Roal Hartford moved away from the doorway and picked his way among the tables. He was not here in the guise of Captain Roal Hartford of the SBI. His matted beard and space-worn garb was like that of the dozen meteor miners scattered through the tavern room. Miners who kept going day after day because of the yarns of occasional fabulous treasure found floating on the spaceways. But no one of them had ever seen such treasure—they had only heard of it, and kept going in the hopes of some day making a strike that would in turn create new fables of vast treasure.

Roal moved with the shambling gait of one worn and haggard by months among the meteors. When he sat down at a table he rested his head on his hands a moment until one of the shy little Martian girls came to take his order.

The Martians were like withered flowers. The little creature beside him must not be more than twenty of her planet's years, Roal thought, but her skin was like old and dried leather. The bones could be seen through the flesh almost. Only her eyes were bright and they peered at Roal with a staring glance that gave him uneasiness. All the Martians were that way. He thought it was as if he were a deadly enemy and they looked at him as if they were sure of eventual victory over him.

He shrugged the thought away. In the hundred years of Terrestrial association the Martians had not been guilty of a single overt act. At first, of course, there had been conflict, but a century of peace stood to assure continued amicable relations.

"Valcoso," Roal ordered.

Silently, the Martian moved away and Roal turned his eyes to the surroundings in the room.

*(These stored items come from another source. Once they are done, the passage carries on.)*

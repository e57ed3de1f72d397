//! Code128 symbols for label barcodes.
//!
//! Symbol encoding is done by `barcoders`. This module picks the code
//! set for each stretch of the payload (set B for printable ASCII, set C
//! for digit runs long enough to pay for the switch) and turns the
//! resulting module sequence into bars or a raster.

use barcoders::sym::code128::Code128 as Symbology;
use image::{GrayImage, Luma};
use serde::{Deserialize, Serialize};
use thiserror::Error;

use crate::error::ConfigurationError;

/// Code set selectors understood by `barcoders`.
const SET_B: char = 'Ɓ';
const SET_C: char = 'Ć';

pub const MAX_QUIET_ZONE: u32 = 100;
pub const MAX_MODULE_HEIGHT: u32 = 2000;

/// Quiet zone and bar height of the rasterized symbol.
#[derive(Debug, Clone, Copy, PartialEq, Eq, Serialize, Deserialize)]
#[serde(default)]
pub struct BarcodeOptions {
    /// Blank margin on each side, in modules.
    pub quiet_zone: u32,
    /// Bar height of the intrinsic raster, in pixels.
    pub module_height: u32,
}

impl Default for BarcodeOptions {
    fn default() -> Self {
        BarcodeOptions {
            quiet_zone: 10,
            module_height: 50,
        }
    }
}

impl BarcodeOptions {
    pub fn validate(&self) -> Result<(), ConfigurationError> {
        if self.quiet_zone > MAX_QUIET_ZONE {
            return Err(ConfigurationError::BarcodeOption {
                field: "quiet_zone",
                value: self.quiet_zone,
                min: 0,
                max: MAX_QUIET_ZONE,
            });
        }
        if !(1..=MAX_MODULE_HEIGHT).contains(&self.module_height) {
            return Err(ConfigurationError::BarcodeOption {
                field: "module_height",
                value: self.module_height,
                min: 1,
                max: MAX_MODULE_HEIGHT,
            });
        }
        Ok(())
    }
}

#[derive(Debug, Clone, PartialEq, Eq, Error)]
pub enum BarcodeError {
    #[error("empty barcode payload")]
    Empty,

    #[error("character {ch:?} at position {position} is not encodable in Code128 set B")]
    InvalidCharacter { ch: char, position: usize },

    #[error("Code128 encoder rejected the payload: {0}")]
    Rejected(String),
}

/// An encoded Code128 symbol: start code, data, check value and stop
/// pattern as a sequence of modules (1 = bar).
#[derive(Debug, Clone, PartialEq, Eq)]
pub struct Code128 {
    modules: Vec<u8>,
}

impl Code128 {
    pub fn encode(payload: &str) -> Result<Self, BarcodeError> {
        if payload.is_empty() {
            return Err(BarcodeError::Empty);
        }
        if let Some((position, ch)) = payload
            .chars()
            .enumerate()
            .find(|(_, c)| !(' '..='~').contains(c))
        {
            return Err(BarcodeError::InvalidCharacter { ch, position });
        }
        let symbol = Symbology::new(with_code_sets(payload))
            .map_err(|e| BarcodeError::Rejected(e.to_string()))?;
        Ok(Code128 {
            modules: symbol.encode(),
        })
    }

    pub fn modules(&self) -> &[u8] {
        &self.modules
    }

    /// Symbol width in modules, quiet zones excluded.
    pub fn width_modules(&self) -> u32 {
        self.modules.len() as u32
    }

    /// Symbol width in modules with a quiet zone on each side.
    pub fn total_modules(&self, options: &BarcodeOptions) -> Result<u32, ConfigurationError> {
        options
            .quiet_zone
            .checked_mul(2)
            .and_then(|q| q.checked_add(self.width_modules()))
            .ok_or(ConfigurationError::BarcodeOption {
                field: "quiet_zone",
                value: options.quiet_zone,
                min: 0,
                max: MAX_QUIET_ZONE,
            })
    }

    /// Dark bars as (start, width) in modules from the left edge of
    /// the symbol, quiet zone excluded.
    pub fn bars(&self) -> Vec<(u32, u32)> {
        let mut bars: Vec<(u32, u32)> = Vec::new();
        let mut previous = 0;
        for (x, &module) in self.modules.iter().enumerate() {
            if module == 1 {
                match bars.last_mut() {
                    Some((_, width)) if previous == 1 => *width += 1,
                    _ => bars.push((x as u32, 1)),
                }
            }
            previous = module;
        }
        bars
    }

    /// Rasterize at `module_px` pixels per module, black on white,
    /// with the configured quiet zone on both sides.
    pub fn rasterize(
        &self,
        options: &BarcodeOptions,
        module_px: u32,
    ) -> Result<GrayImage, ConfigurationError> {
        options.validate()?;
        let module_px = module_px.max(1);
        let height = options.module_height;
        let modules = self.total_modules(options)?;
        let width = modules
            .checked_mul(module_px)
            .ok_or(ConfigurationError::Canvas {
                width: modules.saturating_mul(module_px),
                height,
            })?;
        let mut img = GrayImage::from_pixel(width, height, Luma([255]));
        for (start, w) in self.bars() {
            let x0 = (options.quiet_zone + start) * module_px;
            for x in x0..x0 + w * module_px {
                for y in 0..height {
                    img.put_pixel(x, y, Luma([0]));
                }
            }
        }
        Ok(img)
    }
}

/// Prefix the payload with code set selectors: set C for a leading even
/// run of at least four digits, an inner run of at least six or a
/// trailing run of at least four; set B otherwise.
fn with_code_sets(payload: &str) -> String {
    let chars: Vec<char> = payload.chars().collect();
    let digit_run = |from: usize| {
        chars[from..]
            .iter()
            .take_while(|c| c.is_ascii_digit())
            .count()
    };

    let lead = digit_run(0);
    let mut in_set_c = lead >= 4 && lead % 2 == 0;
    let mut data = String::with_capacity(payload.len() + 6);
    data.push(if in_set_c { SET_C } else { SET_B });

    let mut i = 0;
    while i < chars.len() {
        if in_set_c {
            if digit_run(i) >= 2 {
                data.push(chars[i]);
                data.push(chars[i + 1]);
                i += 2;
            } else {
                data.push(SET_B);
                in_set_c = false;
            }
            continue;
        }

        let run = digit_run(i);
        if run >= 6 || (run >= 4 && i + run == chars.len()) {
            if run % 2 == 1 {
                data.push(chars[i]);
                i += 1;
            }
            data.push(SET_C);
            in_set_c = true;
            continue;
        }
        data.push(chars[i]);
        i += 1;
    }
    data
}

While he had pretended to be resting he had kept his glance on Alayna. It seemed incredible that after a year on the starways he should suddenly find her like this. He had listened to a thousand tales of spacemen who had sworn to having visited the phantom tavern, Starhouse, of hearing the song of Alayna, who could shake the stoutest of spacemen with the tenderness of her songs in that husky, almost inaudible voice.